Citayam Fashion Week sebagai "Street Culture" atau Sekadar Latah Budaya?

Antara latah dan tuna budaya itu, akhirnya menular juga di beberapa kota besar tipe C seperti Manado.

Selasa, 2 Agustus 2022 | 06:04 WIB
0
147
Citayam Fashion Week sebagai "Street Culture" atau Sekadar Latah Budaya?
Citayam Fashion Week di Manado (Foto: jawapos.com)

Kebudayaan sebagai organisme bisa tumbuh dan mati.

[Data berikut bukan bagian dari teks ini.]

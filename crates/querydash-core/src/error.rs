use thiserror::Error;

#[derive(Debug, Error)]
pub enum QueryDashError {
    #[error("config error: {0}")]
    Config(String),
    #[error("format error: {0}")]
    Format(String),
}
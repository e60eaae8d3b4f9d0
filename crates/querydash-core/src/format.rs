//! Display formatting for dashboard numbers.
//!
//! Fixed-point output goes through `{:.N}`, which rounds the exact binary
//! value to nearest with ties to even. Non-finite inputs render as `NaN`,
//! `Infinity` and `-Infinity`.

use crate::error::QueryDashError;

const BILLION: f64 = 1_000_000_000.0;
const MILLION: f64 = 1_000_000.0;
const THOUSAND: f64 = 1_000.0;

/// Maximum fraction digits kept by grouped rendering.
const GROUPED_FRACTION_DIGITS: usize = 3;

/// Separators used when a number is rendered with digit grouping.
#[derive(Debug, Clone, PartialEq, Eq)]
pub struct NumberFormat {
    grouping_separator: String,
    decimal_separator: String,
}

impl Default for NumberFormat {
    fn default() -> Self {
        Self {
            grouping_separator: ",".to_string(),
            decimal_separator: ".".to_string(),
        }
    }
}

impl NumberFormat {
    pub fn new(
        grouping_separator: impl Into<String>,
        decimal_separator: impl Into<String>,
    ) -> Result<Self, QueryDashError> {
        let grouping_separator = grouping_separator.into();
        let decimal_separator = decimal_separator.into();
        if decimal_separator.is_empty() {
            return Err(QueryDashError::Format(
                "decimal separator must not be empty".to_string(),
            ));
        }
        if grouping_separator == decimal_separator {
            return Err(QueryDashError::Format(format!(
                "grouping and decimal separator are both {:?}",
                decimal_separator
            )));
        }
        Ok(Self {
            grouping_separator,
            decimal_separator,
        })
    }

    /// `1.50B`, `2.50M`, or the grouped value below one million.
    pub fn short_number(&self, value: f64) -> String {
        if value >= BILLION {
            format!("{}B", to_fixed(value / BILLION, 2))
        } else if value >= MILLION {
            format!("{}M", to_fixed(value / MILLION, 2))
        } else {
            self.grouped(value)
        }
    }

    /// Renders `value` with thousands grouping and up to three fraction digits.
    pub fn grouped(&self, value: f64) -> String {
        if value.is_nan() {
            return "NaN".to_string();
        }
        if value.is_infinite() {
            let symbol = if value < 0.0 { "-∞" } else { "∞" };
            return symbol.to_string();
        }

        let rendered = format!("{:.*}", GROUPED_FRACTION_DIGITS, value.abs());
        let (int_part, frac_part) = rendered
            .split_once('.')
            .unwrap_or((rendered.as_str(), ""));
        let frac_part = frac_part.trim_end_matches('0');

        let mut out = String::with_capacity(rendered.len() + int_part.len() / 3 + 1);
        if value < 0.0 {
            out.push('-');
        }
        let len = int_part.len();
        for (i, digit) in int_part.chars().enumerate() {
            if i > 0 && (len - i) % 3 == 0 {
                out.push_str(&self.grouping_separator);
            }
            out.push(digit);
        }
        if !frac_part.is_empty() {
            out.push_str(&self.decimal_separator);
            out.push_str(frac_part);
        }
        out
    }
}

pub fn format_short_number(value: f64) -> String {
    NumberFormat::default().short_number(value)
}

/// `symbol` followed by one space and the scaled amount: one decimal with a
/// `B`/`M`/`K` suffix from one thousand up, two decimals below.
pub fn format_currency(value: f64, symbol: &str) -> String {
    if value >= BILLION {
        format!("{symbol} {}B", to_fixed(value / BILLION, 1))
    } else if value >= MILLION {
        format!("{symbol} {}M", to_fixed(value / MILLION, 1))
    } else if value >= THOUSAND {
        format!("{symbol} {}K", to_fixed(value / THOUSAND, 1))
    } else {
        format!("{symbol} {}", to_fixed(value, 2))
    }
}

fn to_fixed(value: f64, decimals: usize) -> String {
    if value.is_nan() {
        "NaN".to_string()
    } else if value.is_infinite() {
        let text = if value < 0.0 { "-Infinity" } else { "Infinity" };
        text.to_string()
    } else {
        format!("{:.*}", decimals, value)
    }
}
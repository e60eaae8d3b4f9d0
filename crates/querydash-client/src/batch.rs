use crate::client::QueryClient;
use metrics::counter;
use querydash_core::types::QueryResult;
use std::sync::Arc;
use tokio::sync::Semaphore;
use tokio::task::JoinSet;
use tracing::{debug, error, info_span, Instrument, Span};
use uuid::Uuid;

/// Runs many queries at once through a shared [`QueryClient`].
#[derive(Debug, Clone)]
pub struct BatchQueryClient {
    client: QueryClient,
    limiter: Option<Arc<Semaphore>>,
}

impl BatchQueryClient {
    pub fn new(client: QueryClient) -> Self {
        Self {
            client,
            limiter: None,
        }
    }

    /// Caps the number of requests in flight. Zero is treated as one.
    pub fn with_max_concurrency(mut self, max_concurrency: usize) -> Self {
        self.limiter = Some(Arc::new(Semaphore::new(max_concurrency.max(1))));
        self
    }

    pub fn client(&self) -> &QueryClient {
        &self.client
    }

    /// Returns one result per query, in input order.
    ///
    /// All queries are started before any is awaited. A query that fails is
    /// logged and replaced by [`QueryResult::empty`]; the batch itself never
    /// fails. Dropping the returned future aborts the queries still running.
    pub async fn fetch_multiple_data<Q: AsRef<str>>(&self, queries: &[Q]) -> Vec<QueryResult> {
        let batch_id = Uuid::new_v4();
        let span = info_span!("query_batch", %batch_id, size = queries.len());
        let queries: Vec<String> = queries.iter().map(|q| q.as_ref().to_string()).collect();
        self.run(queries).instrument(span).await
    }

    async fn run(&self, queries: Vec<String>) -> Vec<QueryResult> {
        debug!("starting query batch");
        let mut results = vec![QueryResult::empty(); queries.len()];

        let mut tasks = JoinSet::new();
        for (index, query) in queries.into_iter().enumerate() {
            let client = self.client.clone();
            let limiter = self.limiter.clone();
            let task = async move {
                let _permit = match limiter {
                    Some(limiter) => limiter.acquire_owned().await.ok(),
                    None => None,
                };
                (index, client.fetch_data(&query).await)
            };
            tasks.spawn(task.instrument(Span::current()));
        }

        while let Some(joined) = tasks.join_next().await {
            match joined {
                Ok((index, Ok(result))) => results[index] = result,
                Ok((index, Err(err))) => {
                    counter!("query_batch_failures_total").increment(1);
                    error!(index, "query failed: {err}");
                }
                Err(err) => {
                    // the slot of a panicked task keeps its empty result
                    counter!("query_batch_failures_total").increment(1);
                    error!("query task aborted: {err}");
                }
            }
        }
        debug!("query batch complete");
        results
    }
}
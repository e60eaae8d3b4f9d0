//! Lightweight CSV parsing for query responses.
//!
//! Fields are split on every comma and lose at most one surrounding double
//! quote on each side. Quoted commas, escaped quotes and multi-line fields are
//! not recognised.

use crate::types::{QueryResult, Row};

pub fn parse(text: &str) -> QueryResult {
    let mut lines = text
        .lines()
        .filter(|line| !line.trim().is_empty());

    let headers = match lines.next() {
        Some(line) => split_fields(line),
        None => return QueryResult::empty(),
    };

    let data = lines.map(|line| build_row(&headers, line)).collect();
    QueryResult::new(headers, data)
}

fn build_row(headers: &[String], line: &str) -> Row {
    let values = split_fields(line);
    headers
        .iter()
        .enumerate()
        .map(|(idx, header)| {
            let value = values.get(idx).cloned().unwrap_or_default();
            (header.clone(), value)
        })
        .collect()
}

fn split_fields(line: &str) -> Vec<String> {
    line.split(',').map(|f| strip_quotes(f).to_string()).collect()
}

fn strip_quotes(field: &str) -> &str {
    let field = field.strip_prefix('"').unwrap_or(field);
    field.strip_suffix('"').unwrap_or(field)
}
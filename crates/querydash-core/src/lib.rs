pub mod csv;
pub mod error;
pub mod format;
pub mod types;

pub use error::QueryDashError;
pub use format::{format_currency, format_short_number, NumberFormat};
pub use types::{QueryResult, Row};
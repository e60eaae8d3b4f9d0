use crate::error::ClientError;
use crate::http::HttpTransport;
use crate::transport::{Transport, TransportRequest};
use metrics::counter;
use querydash_core::csv;
use querydash_core::types::QueryResult;
use std::fmt;
use std::sync::Arc;
use std::time::Duration;
use tracing::{debug, warn};

/// Sends one query to the data endpoint and parses the CSV reply.
#[derive(Clone)]
pub struct QueryClient {
    transport: Arc<dyn Transport>,
    endpoint: String,
}

impl fmt::Debug for QueryClient {
    fn fmt(&self, f: &mut fmt::Formatter<'_>) -> fmt::Result {
        f.debug_struct("QueryClient")
            .field("endpoint", &self.endpoint)
            .finish()
    }
}

impl QueryClient {
    pub fn new(transport: Arc<dyn Transport>, endpoint: impl Into<String>) -> Self {
        Self {
            transport,
            endpoint: endpoint.into(),
        }
    }

    pub fn http(endpoint: impl Into<String>, request_timeout: Duration) -> Self {
        Self::new(Arc::new(HttpTransport::new(request_timeout)), endpoint)
    }

    pub fn endpoint(&self) -> &str {
        &self.endpoint
    }

    /// Like [`QueryClient::fetch_data`], but a non-2xx reply is reported as
    /// [`ClientError::Status`] instead of an empty result.
    pub async fn try_fetch_data(&self, query: &str) -> Result<QueryResult, ClientError> {
        counter!("query_fetch_total").increment(1);
        let request = TransportRequest::post(self.endpoint.as_str(), query)
            .header("Content-Type", "application/json");
        debug!(endpoint = %self.endpoint, bytes = query.len(), "sending query");
        let response = self.transport.send(request).await?;
        if !response.is_success() {
            return Err(ClientError::Status(response.status));
        }
        let result = csv::parse(&response.text());
        debug!(
            columns = result.headers().len(),
            rows = result.row_count(),
            "query result parsed"
        );
        Ok(result)
    }

    /// Fetches and parses one query result.
    ///
    /// A non-2xx reply yields [`QueryResult::empty`]; only transport failures
    /// are returned as errors.
    pub async fn fetch_data(&self, query: &str) -> Result<QueryResult, ClientError> {
        match self.try_fetch_data(query).await {
            Err(ClientError::Status(status)) => {
                counter!("query_fetch_status_error_total").increment(1);
                warn!(endpoint = %self.endpoint, status, "query rejected by server, returning empty result");
                Ok(QueryResult::empty())
            }
            other => other,
        }
    }
}
pub mod batch;
pub mod client;
pub mod error;
pub mod http;
pub mod transport;

pub use batch::BatchQueryClient;
pub use client::QueryClient;
pub use error::ClientError;
pub use http::HttpTransport;
pub use transport::{Transport, TransportRequest, TransportResponse};
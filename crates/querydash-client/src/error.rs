use std::time::Duration;
use thiserror::Error;

#[derive(Debug, Error)]
pub enum ClientError {
    #[error("invalid endpoint: {0}")]
    InvalidEndpoint(String),
    #[error("connect error: {0}")]
    Connect(String),
    #[error("io error: {0}")]
    Io(#[from] std::io::Error),
    #[error("request timed out after {0:?}")]
    Timeout(Duration),
    #[error("malformed response: {0}")]
    MalformedResponse(String),
    #[error("server returned status {0}")]
    Status(u16),
}
use serde::{Deserialize, Serialize};
use std::collections::HashMap;

/// One parsed data line, keyed by header name.
pub type Row = HashMap<String, String>;

/// Headers plus rows parsed from a single query response.
///
/// Every row carries a value for every header (possibly empty). The result is
/// never mutated after parsing; an empty result doubles as the sentinel for a
/// failed or column-less query.
#[derive(Debug, Clone, Default, PartialEq, Eq, Serialize, Deserialize)]
pub struct QueryResult {
    headers: Vec<String>,
    data: Vec<Row>,
}

impl QueryResult {
    pub fn new(headers: Vec<String>, data: Vec<Row>) -> Self {
        Self { headers, data }
    }

    pub fn empty() -> Self {
        Self::default()
    }

    pub fn headers(&self) -> &[String] {
        &self.headers
    }

    pub fn data(&self) -> &[Row] {
        &self.data
    }

    pub fn is_empty(&self) -> bool {
        self.headers.is_empty() && self.data.is_empty()
    }

    pub fn row_count(&self) -> usize {
        self.data.len()
    }

    pub fn value(&self, row: usize, header: &str) -> Option<&str> {
        self.data
            .get(row)
            .and_then(|r| r.get(header))
            .map(String::as_str)
    }

    /// Values of the row in header order, for tabular display.
    pub fn ordered_values(&self, row: usize) -> Option<Vec<&str>> {
        let r = self.data.get(row)?;
        Some(
            self.headers
                .iter()
                .map(|h| r.get(h).map(String::as_str).unwrap_or(""))
                .collect(),
        )
    }

    pub fn into_parts(self) -> (Vec<String>, Vec<Row>) {
        (self.headers, self.data)
    }
}
//! Birds circling overhead. Purely kinematic, not bound to any route.

use std::f32::consts::PI;

use super::types::{Position, BIRD_FLAP_RATE, BIRD_WING_AMPLITUDE};

#[derive(Debug, Clone, Default)]
pub struct SimBird {
    pub center: Position,
    pub radius: f32,
    /// Height above the center's ground level
    pub altitude: f32,
    pub angle: f32,
    /// Signed, radians per second
    pub angular_speed: f32,
    pub flap_phase: f32,
    pub variant: usize,
    pub alive: bool,
    pub x: f32,
    pub y: f32,
    pub z: f32,
    pub rotation: f32,
    pub wing_angle: f32,
}

impl SimBird {
    pub fn update(&mut self, delta_secs: f32) {
        if !self.alive {
            return;
        }
        self.angle += self.angular_speed * delta_secs;
        self.flap_phase += BIRD_FLAP_RATE * delta_secs;
        self.refresh_pose();
    }

    pub fn refresh_pose(&mut self) {
        self.x = self.center.x + self.angle.cos() * self.radius;
        self.z = self.center.z + self.angle.sin() * self.radius;
        self.y = self.center.y + self.altitude;

        // Tangent of the circle in the direction of travel
        let (dx, dz) = (-self.angle.sin(), self.angle.cos());
        let tangent = dx.atan2(dz);
        self.rotation = if self.angular_speed >= 0.0 {
            tangent
        } else {
            tangent + PI
        };
        self.wing_angle = self.flap_phase.sin() * BIRD_WING_AMPLITUDE;
    }
}
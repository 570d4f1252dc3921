//! Ambient traffic and crowd simulation
//!
//! Cars, boats, birds, pedestrians and pigeon flocks, advanced once per frame
//! by `SimWorld::tick`. Nothing in here renders, blocks or performs I/O.

mod bird;
mod boat;
mod car;
mod config;
mod demo;
mod pedestrian;
mod pigeon;
mod rng;
mod route;
mod route_graph;
mod spawner;
mod terrain;
mod types;
mod world;

// Re-export public types for external use
pub use bird::SimBird;
pub use boat::SimBoat;
pub use car::{enforce_following_distance, CarUpdateResult, SimCar};
pub use config::SimConfig;
pub use demo::{demo_roads, demo_waterways, DEMO_BLOCK};
pub use pedestrian::SimPedestrian;
pub use pigeon::{
    FlockState, Pigeon, PigeonGroup, PIGEON_MEMBERS_MAX, PIGEON_MEMBERS_MIN,
    PIGEON_SCATTER_DURATION, PIGEON_WALK_RADIUS,
};
pub use rng::{position_seed, seeded_index, seeded_random, seeded_range, SpawnCounter};
pub use route::{
    build_route, compute_lane_offset, sample_route, sample_route_offset, RouteSample,
    RouteSegment,
};
pub use route_graph::{
    build_route_graph, transition_car, Endpoint, RouteEdge, RouteEndpoints, RouteGraph,
    RouteLink,
};
pub use spawner::{
    build_boat_routes, build_car_routes, build_ped_routes, spawn_bird, spawn_boat, spawn_car,
    spawn_pedestrian, spawn_pigeon_group,
};
pub use terrain::{FlatTerrain, NoTerrain, TerrainHeight, HEIGHT_UNAVAILABLE};
pub use types::{
    Direction, Position, RoadInput, RoadKind, WaterwayInput, CAR_SPEED_MAX, CAR_SPEED_MIN,
    CAR_VARIANTS, CONNECT_DISTANCE, ROUTE_ENTRY_INSET,
};
pub use world::{SimStats, SimWorld};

Bahkan dalam berbagai cara ia bertransformasi (= malih rupa) maupun bermetamorfosa.

Sebagai organisme dalam perspektif bio-evolusi Leslie White (1900-1975) seperti yang ditulisnya pada  "The Evolution of Culture“ (1959) dan "The Science of Culture“ (1949), kebudayaan apapun akan terus berganti bagai musim.

Demikian pula yang telah berlangsung secara tak terduga baru-baru ini, kebudayaan populis di ruang publik kota megapolitan seperti Jakarta ikut menghidupkan "outward appearance“ di kawasan SCBD dengan ajang Fashion Citayam Week (FCW) yang fenomenal itu.

Terlepas dari kontroversi bahkan "polemik kebudayaan“ seri milenial itu, kebudayaan tampil (outward appearances) menurut Nordholt & Azis (2005), mengindikasi tiga faktor: trend, identitas dan kepentingan sebagai ekspresi budaya di ruang publik.

FCW itu sendiri bisa dianggap sebagai ekspresi kegamangan dari tiga faktor di atas. Akibatnya, trend FCW itu dituduh sebagai kelatahan budaya.

Jika latah budaya (pseudo-culture) sebagai reproduksi dari patologi tuna budaya, maka budaya populer yang muncul sejak tahun 50-an akhir di Amerika terus bermalih rupa dalam bentuk dan wujud yang kontras.

Ambil contoh, budaya rambut gondrong hingga “backless“, "hotspan“, "you can see“ dan "agogo“ dewasa ini memiliki jejak artefak dan mentifaknya dalam gaya hidup (life style).

Antara latah dan tuna budaya itu, akhirnya menular juga di beberapa kota besar tipe C seperti Manado.

Sebuah ajang meniru secara vulgar FCW di Jakarta, baru-baru berlangsung di ruang publik Megamall dan mengenaskan sejak dari penamaan iven itu: "Street Culture“ (harafiah: budaya jalanan). 

"Budaya jalanan“ (street culture, istilah ini tak lazim dalam kamus kebudayaan) pernah populer di Jakarta tahun 70-an dengan tokoh fiksinya diciptakan oleh sastrawan Teguh Esha (1949-2021) dalam novelnya "Ali Topan Anak Jalanan“. Ali Topan dengan rambut gondrong dan motor trail menjadi model anak-anak muda Jakarta di sekitar Blok M.

Kepopuleran Ali Topan telah mendorong Guruh Soekarnoputra menuliskan lagu "Anak Jalanan“ dalam album perdana Chrisye dan Jockie (Sabda Alam) serta dipentaskan dalam iven Swara Mahardhika lewat vokal Ahmad Albar pada 1978 silam.